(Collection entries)
-*-*-

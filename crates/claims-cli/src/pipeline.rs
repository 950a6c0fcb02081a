//! Run stages: ingest, validate, report, store.

use std::fs;
use std::path::{Path, PathBuf};
use std::time::Instant;

use anyhow::{Context, Result};
use chrono::{DateTime, NaiveDate, Utc};
use claims_ingest::{CsvTableSource, RecordSource};
use claims_model::Record;
use claims_report::{
    JSON_REPORT_FILE, ReportSummary, TEXT_REPORT_FILE, VALID_CSV_FILE, write_json_report_file,
    write_text_report_file, write_valid_csv_file,
};
use claims_store::{DEFAULT_DB_FILE, RecordStore};
use claims_validate::{BatchProcessor, BatchResult, Validator};
use tracing::{debug, info, info_span};

use crate::logging::redact_value;

/// Which report files a run writes.
#[derive(Debug, Clone, Copy, Default, PartialEq, Eq)]
pub enum ReportFormat {
    Text,
    Json,
    #[default]
    Both,
}

impl ReportFormat {
    pub fn writes_text(self) -> bool {
        matches!(self, Self::Text | Self::Both)
    }

    pub fn writes_json(self) -> bool {
        matches!(self, Self::Json | Self::Both)
    }
}

/// Settings for one validation run.
#[derive(Debug, Clone)]
pub struct RunOptions {
    pub input: PathBuf,
    pub output_dir: PathBuf,
    /// Reference date for age and service-window checks.
    pub today: NaiveDate,
    pub report: ReportFormat,
    /// Persist valid records to SQLite.
    pub store: bool,
    /// Worker threads; 1 validates on the calling thread.
    pub jobs: usize,
    /// Validate and summarise without writing anything.
    pub dry_run: bool,
}

impl RunOptions {
    /// Options with defaults: output next to the input, both reports, store on.
    pub fn new(input: impl Into<PathBuf>, today: NaiveDate) -> Self {
        let input = input.into();
        let output_dir = default_output_dir(&input);
        Self {
            input,
            output_dir,
            today,
            report: ReportFormat::default(),
            store: true,
            jobs: 1,
            dry_run: false,
        }
    }
}

/// `<input dir>/output`.
pub fn default_output_dir(input: &Path) -> PathBuf {
    input
        .parent()
        .unwrap_or_else(|| Path::new("."))
        .join("output")
}

/// Files written by a run. `None` means the output was skipped.
#[derive(Debug, Clone, Default)]
pub struct OutputPaths {
    pub valid_csv: Option<PathBuf>,
    pub text_report: Option<PathBuf>,
    pub json_report: Option<PathBuf>,
    pub database: Option<PathBuf>,
}

/// Everything a finished run produced.
#[derive(Debug)]
pub struct RunResult {
    pub input: PathBuf,
    pub output_dir: PathBuf,
    pub batch: BatchResult,
    pub summary: ReportSummary,
    pub outputs: OutputPaths,
    /// Rows upserted into the store, when storing.
    pub stored: Option<usize>,
    pub dry_run: bool,
}

impl RunResult {
    pub fn has_invalid(&self) -> bool {
        self.summary.has_invalid()
    }
}

/// Run every stage against `options.input`.
pub fn run(options: &RunOptions, generated_at: DateTime<Utc>) -> Result<RunResult> {
    let run_span = info_span!("run", input = %options.input.display());
    let _run_guard = run_span.enter();

    let records = ingest(&options.input)?;
    let batch = validate(records, options.today, options.jobs);
    let summary = ReportSummary::from_batch(&batch, generated_at);

    let mut outputs = OutputPaths::default();
    let mut stored = None;
    if options.dry_run {
        info!("dry run, skipping outputs");
    } else {
        outputs = write_outputs(&batch, &summary, &options.output_dir, options.report)?;
        if options.store {
            let path = options.output_dir.join(DEFAULT_DB_FILE);
            stored = Some(store_valid(batch.valid_records(), &path)?);
            outputs.database = Some(path);
        }
    }

    Ok(RunResult {
        input: options.input.clone(),
        output_dir: options.output_dir.clone(),
        batch,
        summary,
        outputs,
        stored,
        dry_run: options.dry_run,
    })
}

pub fn ingest(input: &Path) -> Result<Vec<Record>> {
    let start = Instant::now();
    let mut source = CsvTableSource::new(input);
    let records = source
        .extract_records()
        .with_context(|| format!("ingest {}", source.path().display()))?;
    info!(
        record_count = records.len(),
        duration_ms = start.elapsed().as_millis(),
        "ingest complete"
    );
    Ok(records)
}

pub fn validate(records: Vec<Record>, today: NaiveDate, jobs: usize) -> BatchResult {
    let start = Instant::now();
    let processor = BatchProcessor::new(Validator::new(today));
    let batch = if jobs > 1 {
        processor.process_parallel(records, jobs)
    } else {
        processor.process(records)
    };

    for invalid in batch.invalid_records() {
        let patient_id = invalid.record.patient_id().unwrap_or_default();
        debug!(
            patient_id = redact_value(patient_id),
            error_count = invalid.errors.len(),
            "record rejected"
        );
    }
    info!(
        today = %processor.validator().today(),
        valid = batch.valid_count(),
        invalid = batch.invalid_count(),
        errors = batch.error_count(),
        duration_ms = start.elapsed().as_millis(),
        "validation complete"
    );
    batch
}

/// Write the valid-record CSV and the requested reports.
pub fn write_outputs(
    batch: &BatchResult,
    summary: &ReportSummary,
    output_dir: &Path,
    report: ReportFormat,
) -> Result<OutputPaths> {
    fs::create_dir_all(output_dir)
        .with_context(|| format!("create output directory {}", output_dir.display()))?;

    let mut outputs = OutputPaths::default();

    let csv_path = output_dir.join(VALID_CSV_FILE);
    write_valid_csv_file(batch.valid_records(), &csv_path).context("write valid records")?;
    outputs.valid_csv = Some(csv_path);

    if report.writes_text() {
        let path = output_dir.join(TEXT_REPORT_FILE);
        write_text_report_file(summary, batch.invalid_records(), &path)
            .context("write text report")?;
        outputs.text_report = Some(path);
    }
    if report.writes_json() {
        let path = output_dir.join(JSON_REPORT_FILE);
        write_json_report_file(summary, batch.invalid_records(), &path)
            .context("write json report")?;
        outputs.json_report = Some(path);
    }
    Ok(outputs)
}

pub fn store_valid(records: &[Record], path: &Path) -> Result<usize> {
    let mut store = RecordStore::open(path).context("open record store")?;
    let written = store
        .insert_records(records)
        .context("store valid records")?;
    Ok(written)
}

-*-*-

WHAT THE EXERCISE ASKS. Only the number is wanted: how many lines in the data include the word "ReportSummary"?

EXERCISE ANSWER. 4